Thursday, December 18, 2014

'The Interview:' The faceless cowards win

There's an emotionally stunted kid in every high school who thinks about calling in a bomb threat or pulling the fire alarm, then sitting in the bushes sniggering as people scurry out of the building. My high school had one, and I thought of him when I heard hackers had threatened Sony Pictures and theater owners if "The Interview" opened as scheduled on Christmas Day.

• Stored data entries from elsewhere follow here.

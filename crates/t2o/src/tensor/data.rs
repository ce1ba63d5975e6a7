//! Dense, typed initializer buffers.

use half::f16;
use serde::{Deserialize, Serialize};

use super::dtype::DType;
use crate::layout::Layout;

/// Flat row-major buffer holding the constant value of an initializer tensor.
#[derive(Debug, Clone, PartialEq, Serialize, Deserialize)]
pub enum TensorData {
    F32(Vec<f32>),
    F16(Vec<f16>),
    F64(Vec<f64>),
    U8(Vec<u8>),
    I8(Vec<i8>),
    I16(Vec<i16>),
    I32(Vec<i32>),
    I64(Vec<i64>),
    Bool(Vec<bool>),
}

/// Applies `$body` to the inner vector and rewraps the result in the same variant.
macro_rules! map_data {
    ($data:expr, $v:ident => $body:expr) => {
        match $data {
            TensorData::F32($v) => TensorData::F32($body),
            TensorData::F16($v) => TensorData::F16($body),
            TensorData::F64($v) => TensorData::F64($body),
            TensorData::U8($v) => TensorData::U8($body),
            TensorData::I8($v) => TensorData::I8($body),
            TensorData::I16($v) => TensorData::I16($body),
            TensorData::I32($v) => TensorData::I32($body),
            TensorData::I64($v) => TensorData::I64($body),
            TensorData::Bool($v) => TensorData::Bool($body),
        }
    };
}

macro_rules! with_data {
    ($data:expr, $v:ident => $body:expr) => {
        match $data {
            TensorData::F32($v) => $body,
            TensorData::F16($v) => $body,
            TensorData::F64($v) => $body,
            TensorData::U8($v) => $body,
            TensorData::I8($v) => $body,
            TensorData::I16($v) => $body,
            TensorData::I32($v) => $body,
            TensorData::I64($v) => $body,
            TensorData::Bool($v) => $body,
        }
    };
}

fn chunks<const N: usize>(bytes: &[u8]) -> impl Iterator<Item = [u8; N]> + '_ {
    bytes.chunks_exact(N).map(|chunk| {
        let mut raw = [0u8; N];
        raw.copy_from_slice(chunk);
        raw
    })
}

impl TensorData {
    pub fn dtype(&self) -> DType {
        match self {
            TensorData::F32(_) => DType::Float,
            TensorData::F16(_) => DType::Float16,
            TensorData::F64(_) => DType::Double,
            TensorData::U8(_) => DType::Uint8,
            TensorData::I8(_) => DType::Int8,
            TensorData::I16(_) => DType::Int16,
            TensorData::I32(_) => DType::Int32,
            TensorData::I64(_) => DType::Int64,
            TensorData::Bool(_) => DType::Bool,
        }
    }

    pub fn len(&self) -> usize {
        with_data!(self, v => v.len())
    }

    pub fn is_empty(&self) -> bool {
        self.len() == 0
    }

    /// Reinterprets little-endian bytes as a dense array of `dtype`.
    ///
    /// Returns `None` when the byte count is not a multiple of the element size.
    pub fn from_le_bytes(dtype: DType, bytes: &[u8]) -> Option<Self> {
        if bytes.len() % dtype.size_in_bytes() != 0 {
            return None;
        }
        let data = match dtype {
            DType::Float => TensorData::F32(chunks(bytes).map(f32::from_le_bytes).collect()),
            DType::Float16 => TensorData::F16(chunks(bytes).map(f16::from_le_bytes).collect()),
            DType::Double => TensorData::F64(chunks(bytes).map(f64::from_le_bytes).collect()),
            DType::Uint8 => TensorData::U8(bytes.to_vec()),
            DType::Int8 => TensorData::I8(bytes.iter().map(|&b| b as i8).collect()),
            DType::Int16 => TensorData::I16(chunks(bytes).map(i16::from_le_bytes).collect()),
            DType::Int32 => TensorData::I32(chunks(bytes).map(i32::from_le_bytes).collect()),
            DType::Int64 => TensorData::I64(chunks(bytes).map(i64::from_le_bytes).collect()),
            DType::Bool => TensorData::Bool(bytes.iter().map(|&b| b != 0).collect()),
        };
        Some(data)
    }

    /// Builds an integer-valued buffer of `dtype` (truncating casts).
    pub fn from_i64s(dtype: DType, values: &[i64]) -> Self {
        match dtype {
            DType::Float => TensorData::F32(values.iter().map(|&v| v as f32).collect()),
            DType::Float16 => {
                TensorData::F16(values.iter().map(|&v| f16::from_f64(v as f64)).collect())
            }
            DType::Double => TensorData::F64(values.iter().map(|&v| v as f64).collect()),
            DType::Uint8 => TensorData::U8(values.iter().map(|&v| v as u8).collect()),
            DType::Int8 => TensorData::I8(values.iter().map(|&v| v as i8).collect()),
            DType::Int16 => TensorData::I16(values.iter().map(|&v| v as i16).collect()),
            DType::Int32 => TensorData::I32(values.iter().map(|&v| v as i32).collect()),
            DType::Int64 => TensorData::I64(values.to_vec()),
            DType::Bool => TensorData::Bool(values.iter().map(|&v| v != 0).collect()),
        }
    }

    /// Builds a buffer of `dtype` from floating values (saturating `as` casts for integers).
    pub fn from_f64s(dtype: DType, values: &[f64]) -> Self {
        match dtype {
            DType::Float => TensorData::F32(values.iter().map(|&v| v as f32).collect()),
            DType::Float16 => TensorData::F16(values.iter().map(|&v| f16::from_f64(v)).collect()),
            DType::Double => TensorData::F64(values.to_vec()),
            DType::Uint8 => TensorData::U8(values.iter().map(|&v| v as u8).collect()),
            DType::Int8 => TensorData::I8(values.iter().map(|&v| v as i8).collect()),
            DType::Int16 => TensorData::I16(values.iter().map(|&v| v as i16).collect()),
            DType::Int32 => TensorData::I32(values.iter().map(|&v| v as i32).collect()),
            DType::Int64 => TensorData::I64(values.iter().map(|&v| v as i64).collect()),
            DType::Bool => TensorData::Bool(values.iter().map(|&v| v != 0.0).collect()),
        }
    }

    /// `len` copies of `value` cast to `dtype`.
    pub fn full(dtype: DType, value: f64, len: usize) -> Self {
        Self::from_f64s(dtype, &vec![value; len])
    }

    /// Integer view of the values, `None` for floating buffers.
    pub fn to_i64s(&self) -> Option<Vec<i64>> {
        let values = match self {
            TensorData::U8(v) => v.iter().map(|&x| x as i64).collect(),
            TensorData::I8(v) => v.iter().map(|&x| x as i64).collect(),
            TensorData::I16(v) => v.iter().map(|&x| x as i64).collect(),
            TensorData::I32(v) => v.iter().map(|&x| x as i64).collect(),
            TensorData::I64(v) => v.clone(),
            TensorData::Bool(v) => v.iter().map(|&x| x as i64).collect(),
            TensorData::F32(_) | TensorData::F16(_) | TensorData::F64(_) => return None,
        };
        Some(values)
    }

    fn to_f64s(&self) -> Vec<f64> {
        match self {
            TensorData::F32(v) => v.iter().map(|&x| x as f64).collect(),
            TensorData::F16(v) => v.iter().map(|x| x.to_f64()).collect(),
            TensorData::F64(v) => v.clone(),
            integer => integer
                .to_i64s()
                .unwrap_or_default()
                .into_iter()
                .map(|x| x as f64)
                .collect(),
        }
    }

    /// Re-casts every element to `dtype`; integer sources keep exact values where representable.
    pub fn cast(&self, dtype: DType) -> Self {
        if self.dtype() == dtype {
            return self.clone();
        }
        match self.to_i64s() {
            Some(values) => Self::from_i64s(dtype, &values),
            None => Self::from_f64s(dtype, &self.to_f64s()),
        }
    }

    /// Permutes the buffer (laid out as `shape`) into `layout`'s target ordering.
    pub fn permute(&self, layout: &Layout, shape: &[usize]) -> Self {
        map_data!(self, v => layout.transform_data(v, shape))
    }

    /// Reorders the values themselves, treating the buffer as a shape vector.
    pub fn reorder(&self, layout: &Layout) -> Self {
        map_data!(self, v => layout.transform(v))
    }
}
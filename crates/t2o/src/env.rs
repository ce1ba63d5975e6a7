use std::env;
use std::sync::OnceLock;

static T2O_STRICT_REGISTRY: OnceLock<bool> = OnceLock::new();

pub(crate) const LOG_LEVEL_ENV: &str = "T2O_LOG_LEVEL";
pub(crate) const LOG_FORMAT_ENV: &str = "T2O_LOG_FORMAT";

fn parse_bool(value: &str) -> bool {
    let normalized = value.trim().to_ascii_lowercase();
    matches!(normalized.as_str(), "1" | "true" | "yes" | "on")
}

/// Whether registry cache hits with a conflicting layout request are fatal (default on).
pub(crate) fn strict_registry_enabled() -> bool {
    *T2O_STRICT_REGISTRY.get_or_init(|| match env::var("T2O_STRICT_REGISTRY") {
        Ok(value) if !value.trim().is_empty() => parse_bool(&value),
        _ => true,
    })
}

pub(crate) fn non_empty_var(name: &str) -> Option<String> {
    env::var(name).ok().filter(|value| !value.trim().is_empty())
}
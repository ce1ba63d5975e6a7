//! Layout-conversion operator. Only ever synthesized by rewrites.

use crate::layout::Axes;
use crate::target::{AttributeValue, Node};

#[derive(Debug, Clone, Default, PartialEq, Eq)]
pub struct TransposeAttrs {
    pub perm: Axes,
}

impl TransposeAttrs {
    pub fn new(perm: &[usize]) -> Self {
        TransposeAttrs {
            perm: perm.iter().copied().collect(),
        }
    }
}

pub(crate) fn attributes(attrs: &TransposeAttrs, node: Node) -> Node {
    let perm = attrs.perm.iter().map(|&axis| axis as i64).collect();
    node.with_attr("perm", AttributeValue::Ints(perm))
}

It never looked like a masterpiece to me, but it might have been funny. Here's the trailer:

As you see, it's about a tabloid show host and producer invited to meet North Korean dictator Kim Jong-Un, then assigned by the CIA to assassinate him. The announcement of its release prompted hackers to interfere with Sony's business affairs (including private internal communications) and threaten violence against movie chains that dared to show it. The film has been pulled everywhere, though I expect it to come out on DVD someday. That's where it would have made most of its money anyhow.

Commentators have correctly pointed out that a movie suggesting the death of a real person is in bad taste, even when he's a brutal swine. They've also mulled over the possibility that threats of real-world attacks were hot air (likely) and that further provocation of the still-unidentified hackers isn't worth the trouble (also likely, especially if the Chinese assisted the North Koreans).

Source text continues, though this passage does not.